Un dettaglio importante è emerso sul caso dell’omicidio Pierina Paganelli: il tablet della vittima acceso tre ore dopo la sua morte.
Il giallo legato all’omicidio Pierina Paganelli continua a far parlare. Dopo l’ipotesi di una seconda persona sulla scena del crimine, ecco che dall’ultima udienza è emerso un dettaglio potenzialmente molto importante: il tablet che la vittima aveva nella sua borsa si è acceso tre ore dopo la sua morte. Un segnale che potrebbe dare adito ad alcune teorie importanti su cui ragionare.

Omicidio Pierina Paganelli: il tablet acceso tre ore dopo la morte
Il caso della povera Pierina Paganelli, la 78enne di Rimini che fu uccisa alle 22.12 del 3 ottobre e il cadavere fu rinvenuto poco dopo le 8 del mattino del giorno dopo, nei pressi del garage di Via del Ciclamino, dove la donna abitava, continua a far parlare. A margine dell’ultima udienza sulla vicenda dell’omicidio, infatti, è emerso un dettaglio importante.
Nella borsa della donna furono trovati alcuni effetti personali tra cui un tablet. Proprio questo dispositivo sarebbe stato attivato poco più di tre ore dopo il delitto di via del Ciclamino. Per circa cinque secondi, un tempo brevissimo, tale da non far pensare ad un uso vero e proprio del tablet ma ad un’accensione dello schermo dovuta ad un tocco o ad uno spostamento dello stesso.

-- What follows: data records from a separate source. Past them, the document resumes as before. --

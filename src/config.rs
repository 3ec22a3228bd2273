#![forbid(unsafe_code)]

use anyhow::{Context, Result};
use std::{
    collections::HashMap,
    env, fs,
    path::{Path, PathBuf},
};

pub const DEFAULT_ENV_PATH: &str = ".env";
pub const DEFAULT_MEDIS_PORT: u16 = 3000;
pub const DEFAULT_MEDIS_HOST: &str = "127.0.0.1";
pub const DEFAULT_STORAGE_ROOT: &str = "storage";
pub const DEFAULT_WWW_ROOT: &str = "public";
pub const DEFAULT_YTDLP_BIN: &str = "yt-dlp";

const VIDEOS_SUBDIR: &str = "videos";
const THUMBNAILS_SUBDIR: &str = "thumbnails";
const COOKIES_SUBDIR: &str = "cookies";
const COOKIES_FILE: &str = "cookies.txt";
const DATABASE_FILE: &str = "medis.db";

/// Effective runtime settings after merging CLI overrides, the process
/// environment and the `.env` file (in that order of precedence).
#[derive(Debug, Clone)]
pub struct Settings {
    pub storage_root: PathBuf,
    pub www_root: PathBuf,
    pub port: u16,
    pub host: String,
    /// `None` means no admission limit.
    pub max_queue_limit: Option<usize>,
    /// `None` means whole playlists are listed.
    pub playlist_limit: Option<usize>,
    pub cookies_dir: PathBuf,
    pub auto_update_ytdlp: bool,
    pub ytdlp_bin: PathBuf,
}

impl Settings {
    pub fn storage(&self) -> StoragePaths {
        StoragePaths::new(&self.storage_root, &self.cookies_dir)
    }
}

#[derive(Debug, Clone, Default)]
pub struct RuntimeOverrides {
    pub storage_root: Option<PathBuf>,
    pub www_root: Option<PathBuf>,
    pub port: Option<u16>,
    pub host: Option<String>,
    pub max_queue_limit: Option<usize>,
    pub playlist_limit: Option<usize>,
    pub env_path: Option<PathBuf>,
}

pub fn resolve_settings(overrides: RuntimeOverrides) -> Result<Settings> {
    let env_path = overrides
        .env_path
        .clone()
        .unwrap_or_else(|| PathBuf::from(DEFAULT_ENV_PATH));
    let file_vars = read_env_file(&env_path)?;
    Ok(build_settings_with_overrides(
        &file_vars,
        env_var_string,
        overrides,
    ))
}

#[cfg(test)]
fn build_settings(
    file_vars: &HashMap<String, String>,
    env_lookup: impl Fn(&str) -> Option<String>,
) -> Settings {
    build_settings_with_overrides(file_vars, env_lookup, RuntimeOverrides::default())
}

fn build_settings_with_overrides(
    file_vars: &HashMap<String, String>,
    env_lookup: impl Fn(&str) -> Option<String>,
    overrides: RuntimeOverrides,
) -> Settings {
    let storage_root = overrides
        .storage_root
        .or_else(|| lookup_value("STORAGE_ROOT", file_vars, &env_lookup).map(PathBuf::from))
        .unwrap_or_else(|| PathBuf::from(DEFAULT_STORAGE_ROOT));
    let www_root = overrides
        .www_root
        .or_else(|| lookup_value("WWW_ROOT", file_vars, &env_lookup).map(PathBuf::from))
        .unwrap_or_else(|| PathBuf::from(DEFAULT_WWW_ROOT));
    let port = overrides
        .port
        .or_else(|| {
            lookup_value("PORT", file_vars, &env_lookup).and_then(|value| value.parse::<u16>().ok())
        })
        .unwrap_or(DEFAULT_MEDIS_PORT);
    let host = overrides
        .host
        .map(|value| value.trim().to_string())
        .filter(|value| !value.is_empty())
        .or_else(|| lookup_value("MEDIS_HOST", file_vars, &env_lookup))
        .filter(|value| !value.trim().is_empty())
        .unwrap_or_else(|| DEFAULT_MEDIS_HOST.to_string());
    let max_queue_limit = overrides
        .max_queue_limit
        .filter(|limit| *limit > 0)
        .or_else(|| parse_limit(lookup_value("MAX_QUEUE_LIMIT", file_vars, &env_lookup)));
    let playlist_limit = overrides
        .playlist_limit
        .filter(|limit| *limit > 0)
        .or_else(|| {
            parse_limit(lookup_value(
                "PLAYLIST_DOWNLOAD_LIMIT",
                file_vars,
                &env_lookup,
            ))
        });
    let cookies_dir = lookup_value("COOKIES_DIR", file_vars, &env_lookup)
        .map(PathBuf::from)
        .unwrap_or_else(|| storage_root.join(COOKIES_SUBDIR));
    let auto_update_ytdlp = lookup_value("AUTO_UPDATE_YTDLP", file_vars, &env_lookup)
        .map(|value| parse_flag(&value))
        .unwrap_or(false);
    let ytdlp_bin = lookup_value("YTDLP_BIN", file_vars, &env_lookup)
        .map(PathBuf::from)
        .unwrap_or_else(|| PathBuf::from(DEFAULT_YTDLP_BIN));

    Settings {
        storage_root,
        www_root,
        port,
        host,
        max_queue_limit,
        playlist_limit,
        cookies_dir,
        auto_update_ytdlp,
        ytdlp_bin,
    }
}

/// Zero, negative and unparsable limits all mean "unlimited".
fn parse_limit(value: Option<String>) -> Option<usize> {
    value
        .and_then(|value| value.parse::<usize>().ok())
        .filter(|limit| *limit > 0)
}

fn parse_flag(value: &str) -> bool {
    matches!(
        value.trim().to_ascii_lowercase().as_str(),
        "1" | "true" | "yes" | "on"
    )
}

fn env_var_string(key: &str) -> Option<String> {
    env::var(key).ok().and_then(|value| {
        let trimmed = value.trim();
        if trimmed.is_empty() {
            None
        } else {
            Some(trimmed.to_string())
        }
    })
}

fn lookup_value(
    key: &str,
    file_vars: &HashMap<String, String>,
    env_lookup: &impl Fn(&str) -> Option<String>,
) -> Option<String> {
    env_lookup(key).or_else(|| file_vars.get(key).cloned())
}

pub fn read_env_file(path: &Path) -> Result<HashMap<String, String>> {
    let mut vars = HashMap::new();
    if !path.exists() {
        return Ok(vars);
    }
    let content =
        fs::read_to_string(path).with_context(|| format!("Reading {}", path.display()))?;
    for line in content.lines() {
        let trimmed = line.trim();
        if trimmed.is_empty() || trimmed.starts_with('#') {
            continue;
        }
        let line = trimmed.strip_prefix("export ").unwrap_or(trimmed);
        let Some((key, value_raw)) = line.split_once('=') else {
            continue;
        };
        let key = key.trim();
        if key.is_empty() {
            continue;
        }
        let value = value_raw.trim();
        let value = value
            .strip_prefix('"')
            .and_then(|value| value.strip_suffix('"'))
            .or_else(|| {
                value
                    .strip_prefix('\'')
                    .and_then(|value| value.strip_suffix('\''))
            })
            .unwrap_or(value);
        vars.insert(key.to_string(), value.to_string());
    }
    Ok(vars)
}

/// On-disk layout below the storage root.
#[derive(Debug, Clone)]
pub struct StoragePaths {
    pub root: PathBuf,
    pub videos: PathBuf,
    pub thumbnails: PathBuf,
    pub cookies_dir: PathBuf,
    pub database: PathBuf,
}

impl StoragePaths {
    pub fn new(root: &Path, cookies_dir: &Path) -> Self {
        Self {
            root: root.to_path_buf(),
            videos: root.join(VIDEOS_SUBDIR),
            thumbnails: root.join(THUMBNAILS_SUBDIR),
            cookies_dir: cookies_dir.to_path_buf(),
            database: root.join(DATABASE_FILE),
        }
    }

    /// Layout with the cookies directory nested under the root.
    pub fn for_root(root: &Path) -> Self {
        Self::new(root, &root.join(COOKIES_SUBDIR))
    }

    pub fn cookies_file(&self) -> PathBuf {
        self.cookies_dir.join(COOKIES_FILE)
    }

    /// Creates every directory the server writes into. Startup must abort when
    /// this fails.
    pub fn prepare(&self) -> Result<()> {
        for dir in [&self.root, &self.videos, &self.thumbnails, &self.cookies_dir] {
            fs::create_dir_all(dir).with_context(|| format!("creating {}", dir.display()))?;
        }
        Ok(())
    }
}

#[cfg(test)]
mod tests {
    use super::*;
    use std::collections::HashMap;
    use std::io::Write;
    use tempfile::NamedTempFile;

    fn make_config(contents: &str) -> NamedTempFile {
        let mut file = NamedTempFile::new().unwrap();
        write!(file, "{}", contents).unwrap();
        file
    }

    fn settings_from(contents: &str) -> Settings {
        let cfg = make_config(contents);
        let vars = read_env_file(cfg.path()).unwrap();
        build_settings(&vars, |_| None)
    }

    #[test]
    fn defaults_when_nothing_is_configured() {
        let settings = build_settings(&HashMap::new(), |_| None);
        assert_eq!(settings.port, DEFAULT_MEDIS_PORT);
        assert_eq!(settings.host, DEFAULT_MEDIS_HOST);
        assert_eq!(settings.storage_root, PathBuf::from(DEFAULT_STORAGE_ROOT));
        assert_eq!(settings.cookies_dir, PathBuf::from("storage/cookies"));
        assert_eq!(settings.max_queue_limit, None);
        assert_eq!(settings.playlist_limit, None);
        assert!(!settings.auto_update_ytdlp);
        assert_eq!(settings.ytdlp_bin, PathBuf::from(DEFAULT_YTDLP_BIN));
    }

    #[test]
    fn reads_limits_and_flags() {
        let settings = settings_from(
            "MAX_QUEUE_LIMIT=5\nPLAYLIST_DOWNLOAD_LIMIT=\"10\"\nAUTO_UPDATE_YTDLP=true\n",
        );
        assert_eq!(settings.max_queue_limit, Some(5));
        assert_eq!(settings.playlist_limit, Some(10));
        assert!(settings.auto_update_ytdlp);
    }

    #[test]
    fn zero_or_garbage_limits_mean_unlimited() {
        let settings = settings_from("MAX_QUEUE_LIMIT=0\nPLAYLIST_DOWNLOAD_LIMIT=lots\n");
        assert_eq!(settings.max_queue_limit, None);
        assert_eq!(settings.playlist_limit, None);
    }

    #[test]
    fn invalid_port_defaults() {
        let settings = settings_from("PORT=\"nope\"\n");
        assert_eq!(settings.port, DEFAULT_MEDIS_PORT);
    }

    #[test]
    fn env_wins_over_file() {
        let vars = read_env_file(make_config("STORAGE_ROOT=\"/file\"\n").path()).unwrap();
        let settings = build_settings(&vars, |key| {
            if key == "STORAGE_ROOT" {
                Some("/env".to_string())
            } else {
                None
            }
        });
        assert_eq!(settings.storage_root, PathBuf::from("/env"));
        assert_eq!(settings.cookies_dir, PathBuf::from("/env/cookies"));
    }

    #[test]
    fn read_env_file_handles_export_and_quotes() {
        let cfg = make_config(
            r#"
            export STORAGE_ROOT="/media"
            WWW_ROOT='/www'
            MEDIS_HOST =  "0.0.0.0"
            PORT=9090
            # comment
            INVALID_LINE
            "#,
        );
        let vars = read_env_file(cfg.path()).unwrap();
        assert_eq!(vars.get("STORAGE_ROOT").unwrap(), "/media");
        assert_eq!(vars.get("WWW_ROOT").unwrap(), "/www");
        assert_eq!(vars.get("MEDIS_HOST").unwrap(), "0.0.0.0");
        assert_eq!(vars.get("PORT").unwrap(), "9090");
        assert!(!vars.contains_key("INVALID_LINE"));
    }

    #[test]
    fn read_env_file_missing_file_returns_empty() {
        let dir = tempfile::tempdir().unwrap();
        let vars = read_env_file(&dir.path().join("missing.env")).unwrap();
        assert!(vars.is_empty());
    }

    #[test]
    fn override_precedence() {
        let mut vars = HashMap::new();
        vars.insert("STORAGE_ROOT".to_string(), "/file-storage".to_string());
        vars.insert("MEDIS_HOST".to_string(), "file-host".to_string());
        vars.insert("MAX_QUEUE_LIMIT".to_string(), "3".to_string());

        let settings = build_settings_with_overrides(
            &vars,
            |key| {
                if key == "PORT" {
                    Some("8000".to_string())
                } else {
                    None
                }
            },
            RuntimeOverrides {
                storage_root: Some(PathBuf::from("/override")),
                port: Some(9000),
                host: Some("   ".into()),
                max_queue_limit: Some(7),
                ..RuntimeOverrides::default()
            },
        );

        assert_eq!(settings.storage_root, PathBuf::from("/override"));
        assert_eq!(settings.port, 9000);
        assert_eq!(settings.host, "file-host");
        assert_eq!(settings.max_queue_limit, Some(7));
    }

    #[test]
    fn storage_prepare_creates_directories() {
        let dir = tempfile::tempdir().unwrap();
        let paths = StoragePaths::for_root(&dir.path().join("storage"));
        paths.prepare().unwrap();
        assert!(paths.videos.is_dir());
        assert!(paths.thumbnails.is_dir());
        assert!(paths.cookies_dir.is_dir());
        assert_eq!(paths.cookies_file(), paths.cookies_dir.join("cookies.txt"));
        assert_eq!(paths.database, dir.path().join("storage/medis.db"));
    }
}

La scena del crimine “manipolata”
In questa ottica, come riferito anche dal Corriere della Sera, stando alla deposizione del maresciallo Lobefaro, interrogato dal pm Daniele Paci e dalla giudice Fiorella Casadei, l’accensione del tablet, o comunque la sua attivazione “potrebbe essere stata innescata anche da uno spostamento del cadavere”. Questo elemento, di fatto, va a rinforzare l’ipotesi già presa in considerazione: quella secondo cui il corpo senza vita di Pierina Paganelli sarebbe stato in qualche modo ricomposto e la scena del crimine sarebbe stata manipolata.
Da capire, a questo punto, chi possa essere coinvolto nell’eventuale spostamento del corpo. Va sottolineato come lo smartphone di Louis Dassilva, accusato dell’omicidio, abbia registrato 7 passi compiuti all’1,35 del 4 ottobre, 12 minuti dopo l’attivazione sospetta del tablet della Paganelli.